Humiliations, mises au placard, harcèlements… Plusieurs personnes nous ont contactés afin de témoigner de conditions de travail pénibles à la Fédération Nationale de l’Habillement. Par ailleurs, de nombreuses voix s’élèvent pour dénoncer l’ampleur et le manque de transparence dans les dépenses engagées ces dernières années. Et dénoncent une élection tronquée au printemps dernier. Alors info ou intox ? Enquête exclusive.

De fait, notre enquête débute au mois de mai 2017, juste après la publication d’un communiqué dans lequel nous annoncions la tenue d’une élection à la Fédération Nationale de l’Habillement (FNH). Notre article avait alors été vivement critiqué par la direction actuelle sur les réseaux sociaux, la secrétaire générale, Bernadette Fulton, le qualifiant même de « manipulation indigne ». Une réaction qui avait suscité notre incompréhension, dans la mesure où nous nous contentions seulement d’exercer notre métier de journaliste. Par la suite, plusieurs membres du comité directeur nous contactaient afin de faire part de soupçons « d’arrangements » afin que Bernard Morvan puisse briguer un troisième mandat à la présidence de la Fédération. Les mois passant, de nouveaux témoignages venaient confirmer ces accusations, quand d’autres évoquaient l’instauration d’une nouvelle gouvernance à la FNH, qui ne serait pas sans dommage sur la santé des salariés. Face à la récurrence des appels à la rédaction et l’accumulation d’éléments concordants, nous nous devions d’apporter à nos lecteurs “un coup de projecteur”. D’autant que depuis la création de notre magazine, nous n’avons de cesse d’encourager les détaillants à rejoindre un syndicat professionnel.
Cette longue enquête, en 3 parties, nous a ainsi amenés à “pousser des portes closes”, et à poser des questions auxquelles la direction de la FNH n’est visiblement pas prête à répondre. Nous allons donc essayer d’y voir plus clair, installez-vous confortablement, moteur…

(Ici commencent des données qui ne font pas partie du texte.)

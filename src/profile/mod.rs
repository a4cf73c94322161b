//! Player profiles, persistence and high scores.
//!
//! ## Pieces
//!
//! - `UserRecord`: one player
//! - `UserStore` / `BlobStore`: persistence, with in-memory and file-backed
//!   implementations
//! - `AccountService`: login, logout, preferences, leaderboard
//! - `ScoreRecorder`: the engine's game-over hook; `ProfileRecorder` writes
//!   new bests for the logged-in user
//!
//! Store failures never reach the engine: the recorder logs them and the
//! game carries on unrecorded.
//!
//! ```
//! use std::sync::Arc;
//! use memory_match::profile::{AccountService, BlobUserStore};
//!
//! let accounts = AccountService::new(Arc::new(BlobUserStore::in_memory()));
//! let user = accounts.login("ada").unwrap();
//!
//! assert_eq!(accounts.current_user().unwrap(), Some(user));
//! ```

mod accounts;
mod leaderboard;
mod recorder;
mod store;
mod user;

pub use accounts::AccountService;
pub use leaderboard::{rank_users, LeaderboardEntry};
pub use recorder::{record_if_high_score, GameSummary, NoopRecorder, ProfileRecorder, ScoreRecorder};
pub use store::{
    BlobStore, BlobUserStore, FileBlobStore, MemoryBlobStore, StoreError, StoreResult, UserStore,
};
pub use user::UserRecord;
//! Card faces and the palettes they are drawn from.
//!
//! A face always has a color. On the hardest difficulty it also has a shape,
//! and the shape alone decides whether two cards pair up; the colors of a
//! shape pair are picked independently and may differ.

use serde::{Deserialize, Serialize};

/// An RGB card color.
#[derive(Clone, Copy, Debug, PartialEq, Eq, PartialOrd, Ord, Hash, Serialize, Deserialize)]
pub struct Color(pub u32);

impl Color {
    /// Create a color from a packed `0xRRGGBB` value.
    #[must_use]
    pub const fn rgb(value: u32) -> Self {
        Self(value & 0x00FF_FFFF)
    }

    /// Red, green and blue channels.
    #[must_use]
    pub const fn channels(self) -> (u8, u8, u8) {
        ((self.0 >> 16) as u8, (self.0 >> 8) as u8, self.0 as u8)
    }
}

impl std::fmt::Display for Color {
    fn fmt(&self, f: &mut std::fmt::Formatter<'_>) -> std::fmt::Result {
        write!(f, "#{:06X}", self.0)
    }
}

/// Colors dealt on every difficulty.
pub const COLOR_PALETTE: [Color; 6] = [
    Color::rgb(0xFF6B6B),
    Color::rgb(0x4ECDC4),
    Color::rgb(0xFFD166),
    Color::rgb(0x06D6A0),
    Color::rgb(0x118AB2),
    Color::rgb(0xEF476F),
];

#[derive(Clone, Copy, Debug, PartialEq, Eq, PartialOrd, Ord, Hash, Serialize, Deserialize)]
#[serde(rename_all = "lowercase")]
pub enum Shape {
    Circle,
    Square,
    Triangle,
    Diamond,
    Star,
    Heart,
}

impl Shape {
    #[must_use]
    pub const fn name(self) -> &'static str {
        match self {
            Shape::Circle => "circle",
            Shape::Square => "square",
            Shape::Triangle => "triangle",
            Shape::Diamond => "diamond",
            Shape::Star => "star",
            Shape::Heart => "heart",
        }
    }
}

impl std::fmt::Display for Shape {
    fn fmt(&self, f: &mut std::fmt::Formatter<'_>) -> std::fmt::Result {
        f.write_str(self.name())
    }
}

/// Shapes dealt on the hardest difficulty.
pub const SHAPE_PALETTE: [Shape; 6] = [
    Shape::Circle,
    Shape::Square,
    Shape::Triangle,
    Shape::Diamond,
    Shape::Star,
    Shape::Heart,
];

/// Which part of a face decides a pair.
#[derive(Clone, Copy, Debug, PartialEq, Eq, Hash, Serialize, Deserialize)]
pub enum MatchCriterion {
    Color,
    Shape,
}

/// The pairing key extracted from a face under some criterion.
#[derive(Clone, Copy, Debug, PartialEq, Eq, Hash, Serialize, Deserialize)]
pub enum MatchKey {
    Color(Color),
    Shape(Shape),
    /// A shape-criterion key on a face that has no shape. Never pairs.
    Missing,
}

/// What a card shows when face-up.
#[derive(Clone, Copy, Debug, PartialEq, Eq, Hash, Serialize, Deserialize)]
pub struct CardFace {
    pub color: Color,
    pub shape: Option<Shape>,
}

impl CardFace {
    /// A plain colored face.
    #[must_use]
    pub const fn colored(color: Color) -> Self {
        Self { color, shape: None }
    }

    /// A face showing `shape` drawn in `color`.
    #[must_use]
    pub const fn shaped(shape: Shape, color: Color) -> Self {
        Self {
            color,
            shape: Some(shape),
        }
    }

    #[must_use]
    pub fn match_key(&self, criterion: MatchCriterion) -> MatchKey {
        match criterion {
            MatchCriterion::Color => MatchKey::Color(self.color),
            MatchCriterion::Shape => self.shape.map_or(MatchKey::Missing, MatchKey::Shape),
        }
    }

    /// Whether two faces form a pair under `criterion`.
    #[must_use]
    pub fn pairs_with(&self, other: &CardFace, criterion: MatchCriterion) -> bool {
        let key = self.match_key(criterion);
        key != MatchKey::Missing && key == other.match_key(criterion)
    }
}

#[cfg(test)]
mod tests {
    use super::*;

    #[test]
    fn test_color_display() {
        assert_eq!(COLOR_PALETTE[0].to_string(), "#FF6B6B");
        assert_eq!(Color::rgb(0x06D6A0).to_string(), "#06D6A0");
    }

    #[test]
    fn test_color_channels() {
        assert_eq!(Color::rgb(0x118AB2).channels(), (0x11, 0x8A, 0xB2));
    }

    #[test]
    fn test_palettes_are_distinct() {
        let mut colors = COLOR_PALETTE.to_vec();
        colors.sort();
        colors.dedup();
        assert_eq!(colors.len(), COLOR_PALETTE.len());

        let mut shapes = SHAPE_PALETTE.to_vec();
        shapes.sort();
        shapes.dedup();
        assert_eq!(shapes.len(), SHAPE_PALETTE.len());
    }

    #[test]
    fn test_color_pairing() {
        let a = CardFace::colored(COLOR_PALETTE[1]);
        let b = CardFace::colored(COLOR_PALETTE[1]);
        let c = CardFace::colored(COLOR_PALETTE[2]);

        assert!(a.pairs_with(&b, MatchCriterion::Color));
        assert!(!a.pairs_with(&c, MatchCriterion::Color));
    }

    #[test]
    fn test_shape_pairing_ignores_color() {
        let a = CardFace::shaped(Shape::Star, COLOR_PALETTE[0]);
        let b = CardFace::shaped(Shape::Star, COLOR_PALETTE[4]);
        let c = CardFace::shaped(Shape::Heart, COLOR_PALETTE[0]);

        assert!(a.pairs_with(&b, MatchCriterion::Shape));
        assert!(!a.pairs_with(&c, MatchCriterion::Shape));
    }

    #[test]
    fn test_shapeless_faces_never_pair_by_shape() {
        let a = CardFace::colored(COLOR_PALETTE[0]);
        let b = CardFace::colored(COLOR_PALETTE[0]);

        assert!(!a.pairs_with(&b, MatchCriterion::Shape));
    }

    #[test]
    fn test_shape_serde_names() {
        let json = serde_json::to_string(&Shape::Diamond).unwrap();
        assert_eq!(json, "\"diamond\"");
    }
}
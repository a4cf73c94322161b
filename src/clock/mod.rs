//! Real-time scheduling for the match engine.
//!
//! `MatchEngine` never sleeps; it hands out resolution tickets and expects
//! `tick` to be called once a second. `SessionDriver` does both on a tokio
//! runtime and makes sure scheduled work from an abandoned session can never
//! touch its successor.
//!
//! ```no_run
//! use memory_match::clock::SessionDriver;
//! use memory_match::core::{Difficulty, EngineConfig};
//! use memory_match::engine::MatchEngine;
//!
//! # async fn run() -> memory_match::core::Result<()> {
//! let engine = MatchEngine::new(EngineConfig::default(), Difficulty::Medium)?;
//! let driver = SessionDriver::start(engine);
//!
//! let card = driver.snapshot().await.cards()[0].id;
//! driver.flip(card).await?;
//! driver.shutdown().await;
//! # Ok(())
//! # }
//! ```

mod driver;

pub use driver::SessionDriver;
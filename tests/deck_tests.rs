//! Deck generator property tests.

use proptest::prelude::*;
use rustc_hash::FxHashMap;

use memory_match::cards::{Card, MatchKey};
use memory_match::core::{Difficulty, EngineConfig, EngineError};
use memory_match::deck::{DeckGenerator, RandomDeckGenerator};

fn difficulty() -> impl Strategy<Value = Difficulty> {
    prop_oneof![
        Just(Difficulty::Easy),
        Just(Difficulty::Medium),
        Just(Difficulty::Hard),
    ]
}

/// Highest level the palette can deal for `difficulty`.
fn max_level(difficulty: Difficulty) -> u32 {
    let base = EngineConfig::default().profile(difficulty).base_pairs;
    (difficulty.palette_size() - base + 1) as u32
}

fn key_counts(cards: &[Card], difficulty: Difficulty) -> FxHashMap<MatchKey, usize> {
    let mut counts = FxHashMap::default();
    for card in cards {
        *counts
            .entry(card.face.match_key(difficulty.match_criterion()))
            .or_insert(0) += 1;
    }
    counts
}

proptest! {
    /// Every dealable deck has the right size and exactly two cards per key.
    #[test]
    fn test_every_key_appears_twice(
        seed in any::<u64>(),
        difficulty in difficulty(),
        level_offset in 0u32..8,
    ) {
        let level = 1 + level_offset % max_level(difficulty);
        let config = EngineConfig::default().with_seed(seed);
        let mut generator = RandomDeckGenerator::new(&config);

        let cards = generator.generate(difficulty, level).unwrap();
        let pairs = config.profile(difficulty).pairs_for_level(level);

        prop_assert_eq!(cards.len(), 2 * pairs);
        let counts = key_counts(&cards, difficulty);
        prop_assert_eq!(counts.len(), pairs);
        prop_assert!(counts.values().all(|&n| n == 2));
        prop_assert!(!counts.contains_key(&MatchKey::Missing));
        prop_assert!(cards.iter().all(|card| !card.is_face_up && !card.is_matched));
    }

    /// Past the palette the generator refuses rather than dealing short.
    #[test]
    fn test_beyond_palette_is_error(
        seed in any::<u64>(),
        difficulty in difficulty(),
        extra in 1u32..5,
    ) {
        let level = max_level(difficulty) + extra;
        let mut generator = RandomDeckGenerator::new(&EngineConfig::default().with_seed(seed));

        let result = generator.generate(difficulty, level);

        prop_assert_eq!(
            result,
            Err(EngineError::InsufficientSymbols {
                requested: difficulty.palette_size() + extra as usize,
                available: difficulty.palette_size(),
            })
        );
    }

    #[test]
    fn test_seed_determines_deck(seed in any::<u64>(), difficulty in difficulty()) {
        let config = EngineConfig::default().with_seed(seed);
        let mut a = RandomDeckGenerator::new(&config);
        let mut b = RandomDeckGenerator::new(&config);

        prop_assert_eq!(a.generate(difficulty, 1).unwrap(), b.generate(difficulty, 1).unwrap());
    }
}

#[test]
fn test_max_levels_match_palette() {
    assert_eq!(max_level(Difficulty::Easy), 5);
    assert_eq!(max_level(Difficulty::Medium), 4);
    assert_eq!(max_level(Difficulty::Hard), 3);
}

#[test]
fn test_order_is_shuffled() {
    // Across many seeds, the two cards of the first pair dealt should not
    // always sit next to each other.
    let mut adjacent = 0;
    for seed in 0..50 {
        let mut generator = RandomDeckGenerator::new(&EngineConfig::default().with_seed(seed));
        let cards = generator.generate(Difficulty::Medium, 3).unwrap();
        let key = cards[0].face.match_key(Difficulty::Medium.match_criterion());
        if cards[1].face.match_key(Difficulty::Medium.match_criterion()) == key {
            adjacent += 1;
        }
    }
    assert!(adjacent < 50);
}
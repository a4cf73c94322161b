//! Random deck generation.

use tracing::debug;

use super::DeckGenerator;
use crate::cards::{Card, CardFace, MatchCriterion, COLOR_PALETTE, SHAPE_PALETTE};
use crate::core::{CardIdAllocator, Difficulty, EngineConfig, EngineError, GameRng, Result};

/// Deals uniformly shuffled decks from the built-in palettes.
///
/// Holds its own id allocator, so ids stay unique for as long as the
/// generator lives, across levels and restarts alike.
#[derive(Clone, Debug)]
pub struct RandomDeckGenerator {
    config: EngineConfig,
    rng: GameRng,
    ids: CardIdAllocator,
}

impl RandomDeckGenerator {
    /// Create a generator seeded from `config.seed`.
    #[must_use]
    pub fn new(config: &EngineConfig) -> Self {
        Self::with_rng(config, GameRng::from_seed_option(config.seed))
    }

    /// Create a generator with an explicit RNG.
    #[must_use]
    pub fn with_rng(config: &EngineConfig, rng: GameRng) -> Self {
        Self {
            config: config.clone(),
            rng,
            ids: CardIdAllocator::new(),
        }
    }

    /// Pairs that `generate` would deal for this difficulty and level.
    #[must_use]
    pub fn pair_count(&self, difficulty: Difficulty, level: u32) -> usize {
        self.config.profile(difficulty).pairs_for_level(level)
    }

    fn pair_faces(&mut self, criterion: MatchCriterion, pairs: usize) -> Vec<(CardFace, CardFace)> {
        match criterion {
            MatchCriterion::Color => self
                .rng
                .choose_distinct(&COLOR_PALETTE, pairs)
                .into_iter()
                .map(|color| (CardFace::colored(color), CardFace::colored(color)))
                .collect(),
            MatchCriterion::Shape => {
                let shapes = self.rng.choose_distinct(&SHAPE_PALETTE, pairs);
                shapes
                    .into_iter()
                    .map(|shape| {
                        let first = self.random_color();
                        let second = self.random_color();
                        (CardFace::shaped(shape, first), CardFace::shaped(shape, second))
                    })
                    .collect()
            }
        }
    }

    fn random_color(&mut self) -> crate::cards::Color {
        // Palette is a non-empty const array
        *self.rng.choose(&COLOR_PALETTE).unwrap_or(&COLOR_PALETTE[0])
    }
}

impl DeckGenerator for RandomDeckGenerator {
    fn generate(&mut self, difficulty: Difficulty, level: u32) -> Result<Vec<Card>> {
        let pairs = self.pair_count(difficulty, level);
        let available = difficulty.palette_size();
        if pairs > available {
            return Err(EngineError::InsufficientSymbols {
                requested: pairs,
                available,
            });
        }

        let mut cards = Vec::with_capacity(pairs * 2);
        for (first, second) in self.pair_faces(difficulty.match_criterion(), pairs) {
            cards.push(Card::new(self.ids.next_id(), first));
            cards.push(Card::new(self.ids.next_id(), second));
        }
        self.rng.shuffle(&mut cards);

        debug!(%difficulty, level, pairs, "dealt deck");
        Ok(cards)
    }
}
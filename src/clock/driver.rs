//! Async driver that runs a `MatchEngine` in real time.

use std::sync::Arc;
use std::time::Duration;

use tokio::sync::mpsc::{unbounded_channel, UnboundedReceiver, UnboundedSender};
use tokio::sync::Mutex;
use tokio::task::JoinHandle;
use tokio::time::{interval_at, sleep, Instant};
use tokio_util::sync::CancellationToken;
use tracing::{debug, warn};

use crate::core::{CardId, Result};
use crate::engine::{EngineEvent, FlipOutcome, MatchEngine, ResolutionTicket, Session, TickOutcome};
use crate::profile::{GameSummary, ScoreRecorder};

struct DriverState {
    engine: MatchEngine,
    /// Cancelled when the session is restarted or ended.
    session_token: CancellationToken,
    /// Child of `session_token`; cancelled on pause.
    clock_token: CancellationToken,
    clock: Option<JoinHandle<()>>,
    recording: Option<JoinHandle<()>>,
}

/// Stands in for the caller's recorder inside the engine, handing each
/// summary to the recording task instead of writing under the driver lock.
struct ForwardingRecorder {
    summaries: UnboundedSender<GameSummary>,
}

impl ScoreRecorder for ForwardingRecorder {
    fn record(&mut self, summary: &GameSummary) {
        if self.summaries.send(summary.clone()).is_err() {
            warn!(score = summary.score, "recording task gone, score dropped");
        }
    }
}

/// Owns a `MatchEngine` and schedules its deferred work on tokio.
///
/// The driver runs two kinds of background task:
///
/// - **Clock**: ticks the engine once per `tick_interval` while the
///   session is live and unpaused
/// - **Resolution**: one per flipped pair, resolving it after
///   `resolve_delay`
///
/// Game-over summaries go to the engine's recorder from a separate task on
/// the blocking pool, so slow store I/O never holds the engine lock.
///
/// Every task is tied to the session it was spawned for. Restarting or
/// ending the game cancels them, and each checks the engine generation
/// before touching state, so nothing from an old session leaks into a new
/// one.
///
/// Must be created inside a tokio runtime.
pub struct SessionDriver {
    state: Arc<Mutex<DriverState>>,
    shutdown: CancellationToken,
}

impl SessionDriver {
    /// Take ownership of `engine` and start its clock.
    pub fn start(mut engine: MatchEngine) -> Self {
        let shutdown = CancellationToken::new();
        let session_token = shutdown.child_token();
        let clock_token = session_token.child_token();
        let runs_clock = !engine.session().is_over() && !engine.session().is_paused();

        let (sender, summaries) = unbounded_channel();
        let recorder = engine.replace_recorder(Box::new(ForwardingRecorder { summaries: sender }));
        let recording = spawn_recording(recorder, summaries, shutdown.clone());

        let driver = Self {
            state: Arc::new(Mutex::new(DriverState {
                engine,
                session_token,
                clock_token,
                clock: None,
                recording: Some(recording),
            })),
            shutdown,
        };

        if runs_clock {
            // Nobody else can hold the lock yet.
            if let Ok(mut state) = driver.state.try_lock() {
                let clock = driver.spawn_clock(&state);
                state.clock = Some(clock);
            }
        }
        driver
    }

    /// Flip a card, scheduling resolution if it completes a pair.
    pub async fn flip(&self, card_id: CardId) -> Result<FlipOutcome> {
        let mut state = self.state.lock().await;
        let outcome = state.engine.flip(card_id)?;

        if let Some(ticket) = outcome.ticket() {
            let delay = state.engine.config().resolve_delay();
            self.spawn_resolution(ticket, delay, state.session_token.clone());
        }
        Ok(outcome)
    }

    /// Pause the clock. Returns whether anything changed.
    pub async fn pause(&self) -> bool {
        let mut state = self.state.lock().await;
        if !state.engine.pause() {
            return false;
        }
        state.clock_token.cancel();
        state.clock = None;
        true
    }

    /// Resume the clock. Returns whether anything changed.
    pub async fn resume(&self) -> bool {
        let mut state = self.state.lock().await;
        if !state.engine.resume() {
            return false;
        }
        state.clock_token = state.session_token.child_token();
        let clock = self.spawn_clock(&state);
        state.clock = Some(clock);
        true
    }

    /// Discard the session and deal a new one.
    ///
    /// Outstanding resolutions and the old clock are cancelled.
    pub async fn restart(&self) -> Result<()> {
        let mut state = self.state.lock().await;
        state.engine.restart()?;

        state.session_token.cancel();
        state.session_token = self.shutdown.child_token();
        state.clock_token = state.session_token.child_token();
        let clock = self.spawn_clock(&state);
        state.clock = Some(clock);
        Ok(())
    }

    /// End the session and stop its background work.
    pub async fn end_game(&self) -> Option<GameSummary> {
        let mut state = self.state.lock().await;
        let summary = state.engine.end_game();
        state.session_token.cancel();
        state.clock = None;
        summary
    }

    /// Copy of the current session.
    pub async fn snapshot(&self) -> Session {
        self.state.lock().await.engine.snapshot()
    }

    /// Events emitted since the last drain.
    pub async fn drain_events(&self) -> Vec<EngineEvent> {
        self.state.lock().await.engine.drain_events()
    }

    /// Stop all background work.
    ///
    /// Waits for the clock to stop and for every summary already handed to
    /// the recorder to be written.
    pub async fn shutdown(&self) {
        self.shutdown.cancel();
        let (clock, recording) = {
            let mut state = self.state.lock().await;
            (state.clock.take(), state.recording.take())
        };
        if let Some(handle) = clock {
            if let Err(err) = handle.await {
                debug!(%err, "clock task did not finish cleanly");
            }
        }
        if let Some(handle) = recording {
            if let Err(err) = handle.await {
                warn!(%err, "recording task did not finish cleanly");
            }
        }
    }

    fn spawn_clock(&self, state: &DriverState) -> JoinHandle<()> {
        let shared = Arc::clone(&self.state);
        let cancel = state.clock_token.clone();
        let generation = state.engine.generation();
        let period = state.engine.config().tick_interval();

        tokio::spawn(async move {
            let mut interval = interval_at(Instant::now() + period, period);
            loop {
                tokio::select! {
                    biased;
                    () = cancel.cancelled() => {
                        debug!(generation, "clock cancelled");
                        break;
                    }
                    _ = interval.tick() => {
                        let mut state = shared.lock().await;
                        // Paused or restarted while waiting for the lock
                        if cancel.is_cancelled() || state.engine.generation() != generation {
                            break;
                        }
                        match state.engine.tick() {
                            TickOutcome::Ticked { .. } => {}
                            TickOutcome::TimeUp => {
                                debug!(generation, "clock ran out");
                                state.session_token.cancel();
                                break;
                            }
                            TickOutcome::Ignored => break,
                        }
                    }
                }
            }
        })
    }

    fn spawn_resolution(
        &self,
        ticket: ResolutionTicket,
        delay: Duration,
        cancel: CancellationToken,
    ) {
        let shared = Arc::clone(&self.state);
        tokio::spawn(async move {
            tokio::select! {
                biased;
                () = cancel.cancelled() => {
                    debug!(?ticket, "resolution cancelled");
                }
                () = sleep(delay) => {
                    let mut state = shared.lock().await;
                    if cancel.is_cancelled() {
                        debug!(?ticket, "resolution cancelled");
                        return;
                    }
                    let outcome = state.engine.resolve(ticket);
                    debug!(?ticket, ?outcome, "pair resolved");
                }
            }
        });
    }
}

/// Feed summaries to `recorder` on the blocking pool, one at a time.
///
/// Runs until every sender is gone, or until `shutdown` fires with nothing
/// left to record.
fn spawn_recording(
    mut recorder: Box<dyn ScoreRecorder>,
    mut summaries: UnboundedReceiver<GameSummary>,
    shutdown: CancellationToken,
) -> JoinHandle<()> {
    tokio::spawn(async move {
        loop {
            tokio::select! {
                biased;
                summary = summaries.recv() => {
                    let Some(summary) = summary else { break };
                    let written = tokio::task::spawn_blocking(move || {
                        recorder.record(&summary);
                        recorder
                    })
                    .await;
                    match written {
                        Ok(returned) => recorder = returned,
                        Err(err) => {
                            warn!(%err, "score recorder failed, recording stopped");
                            break;
                        }
                    }
                }
                () = shutdown.cancelled() => break,
            }
        }
    })
}

impl Drop for SessionDriver {
    fn drop(&mut self) {
        self.shutdown.cancel();
    }
}

impl std::fmt::Debug for SessionDriver {
    fn fmt(&self, f: &mut std::fmt::Formatter<'_>) -> std::fmt::Result {
        f.debug_struct("SessionDriver")
            .field("shutdown", &self.shutdown.is_cancelled())
            .finish_non_exhaustive()
    }
}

Première partie : Plaintes sur les conditions de travail

« Au début nos rapports étaient cordiaux et bienveillants, puis progressivement cela s’est dégradé. Quand Bernadette Fulton veut vous mettre à terre, elle emploie tous les moyens pour arriver à ses fins ». 4 ans après son départ, les blessures ressenties par Marie Neto vis-à-vis de l’actuelle secrétaire générale de la Fédération Nationale de l’Habillement (FNH), ne se sont pas atténuées. L’ancienne chargée de communication et de formation n’est pas la seule à tenir ce discours. Au mois de septembre 2017, une procédure aux prud’hommes a été engagée. Dans le dossier qui a été monté et que nous sommes parvenus à nous procurer, deux ex-salariées, dont Marie Neto, ont corroboré le témoignage émanant de la salariée plaignante. « Lorsque j’ai appris qu’une personne avait engagé cette procédure, j’ai décidé de lui apporter mon soutien, alors même qu’elle ne m’avait rien demandé », certifie Marie Neto. Une démarche similaire à celle entreprise par l’autre témoin, qui préfère quant à elle rester anonyme, mais affirme dans sa lettre que son soutien est aussi spontané.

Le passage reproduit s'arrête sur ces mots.